3. Strategic leverage after Niger. With U.S. force posture unsettled in the Sahel, Abuja’s cooperation on counter-insurgency matters more. A CPC label is also leverage: it threatens visa bans and aid conditions to extract policy concessions without deploying troops. (Note: senior officials have floated- then rowed back- talk of kinetic options.)
The “genocide” language - politics over precision
U.S. officials and surrogates sometimes use “genocide” as a mobilising metaphor. It travels well in U.S. media, sits comfortably with domestic culture-war narratives, and simplifies Nigeria’s messy security mosaic into a moral binary. That framing helps pass bills and rally donors; it does not map neatly onto field realities in Zamfara, Plateau, Benue, Borno or Kaduna.
“Claims of widespread Christian genocide lack supporting data,” noted one wire report amid the week’s political noise.
Nigeria’s rebuttal, that religion is not the sole driver, is broadly accurate. But Abuja exposes itself by under-investigating massacres, allowing suspects to melt away, and by letting blasphemy cases (including death sentences by lower courts) stand until higher courts intervene. Those files allow Washington to say Nigeria “tolerates” severe violations - exactly the CPC threshold.
Who gains, who loses
- Winners in Washington: lawmakers courting evangelical voters; advocacy groups that can point to a policy “win”; agencies seeking sticks, not just carrots, in Sahel policy.
- Losers in Abuja: foreign-ministry diplomats who must now fend off sanctions talk and defend governors or police commanders named in Hill drafts. Nigerian industry could face de-risking by U.S. partners if the CPC label is bundled with human-rights due-diligence clauses.
- Civilians in the line of fire: the designation changes little on the ground unless it catalyses better policing, rapid prosecutions, and victim support. There is no evidence that loose “genocide” talk, by itself, saves lives.
What Could Truly Make a Difference
For Abuja
- Take ownership of the data. Regularly publish detailed, state-by-state dashboards that track all victims, regardless of faith or background, and include stats on prosecutions and case progress.
- End impunity. Establish special courts for violent crimes in the hardest-hit regions, accelerate terrorism-financing trials, and assess the effectiveness of state policing, especially response times.

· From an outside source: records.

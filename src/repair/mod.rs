//! Symlink repair after relocation.

mod rewrite;
mod walker;

pub use rewrite::{corrected_destination, nesting_delta};
pub use walker::{repair_tree, RepairReport, RepairWalker, RepairedLink, SymlinkEntry, UnresolvedLink};
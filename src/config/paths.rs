//! Default path helpers and symlink checks.
//! Determines OS-appropriate config/log paths and detects symlinked ancestors.

use anyhow::{anyhow, Result};
use dirs::{config_dir, data_dir};
use std::env;
use std::fs;
use std::io;
use std::path::{Path, PathBuf};

/// Environment variable naming an explicit config file.
pub const CONFIG_ENV_VAR: &str = "ANNOTATION_REORG_CONFIG";

/// Config path: `$ANNOTATION_REORG_CONFIG` (relative values resolve against the
/// working directory), else `<config dir>/annotation_reorg/config.xml`.
pub fn default_config_path() -> Result<PathBuf> {
    if let Some(p) = env::var_os(CONFIG_ENV_VAR) {
        let p = PathBuf::from(p);
        if p.is_absolute() {
            return Ok(p);
        }
        return Ok(env::current_dir()?.join(p));
    }
    config_dir()
        .map(|base| base.join("annotation_reorg").join("config.xml"))
        .ok_or_else(|| anyhow!("could not determine a config directory for this platform"))
}

/// OS-appropriate default log file path (data dir).
pub fn default_log_path() -> Result<PathBuf> {
    data_dir()
        .map(|base| base.join("annotation_reorg").join("annotation_reorg.log"))
        .ok_or_else(|| anyhow!("could not determine a data directory for this platform"))
}

/// Return true if any existing ancestor of `path` is a symlink.
pub fn path_has_symlink_ancestor(path: &Path) -> io::Result<bool> {
    let mut p = path.parent();
    while let Some(anc) = p {
        if anc.as_os_str().is_empty() {
            break;
        }
        match fs::symlink_metadata(anc) {
            Ok(meta) if meta.file_type().is_symlink() => return Ok(true),
            Ok(_) => {}
            Err(e) if e.kind() == io::ErrorKind::NotFound => {}
            Err(e) => return Err(e),
        }
        p = anc.parent();
    }
    Ok(false)
}

#[cfg(all(test, unix))]
mod tests {
    use super::*;

    #[test]
    fn detects_symlinked_ancestor() {
        let dir = tempfile::tempdir().unwrap();
        let base = fs::canonicalize(dir.path()).unwrap();
        let real = base.join("real");
        fs::create_dir_all(&real).unwrap();
        let link = base.join("link");
        std::os::unix::fs::symlink(&real, &link).unwrap();

        assert!(path_has_symlink_ancestor(&link.join("x.log")).unwrap());
        assert!(!path_has_symlink_ancestor(&real.join("x.log")).unwrap());
    }
}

- Reform blasphemy laws. Issue federal guidance to help state courts and prosecutors avoid religious-freedom violations, ensuring penal codes align with constitutional protections.
For Washington
- Sanction with precision. If sanctions are necessary, focus them on those responsible for mass violence and justice obstruction - avoid harming broader humanitarian aid.
- Invest in real protection. Prioritize funding for grassroots early-warning systems, rural security, and compensation for victims across all faiths, rather than symbolic gestures.
- Use words wisely. Only label events as “genocide” when the evidence meets the threshold; otherwise, speak clearly about mass atrocities and violations of religious freedom.
Bottom line
Nigeria’s crisis is brutal and intolerable. Christians have been killed in large numbers, so have Muslims. The pattern looks like state weakness and criminal/jihadist predation, not a government-led or nationwide campaign to destroy Christians as a group. Washington’s CPC move is best read as a mix of principled concern, domestic politics, and policy leverage. Treat the label as a warning shot on impunity and blasphemy laws, not as proof of genocide.
“The situation is complex and not solely based on religious targeting,” one summary had it this weekend. That, at least, is true.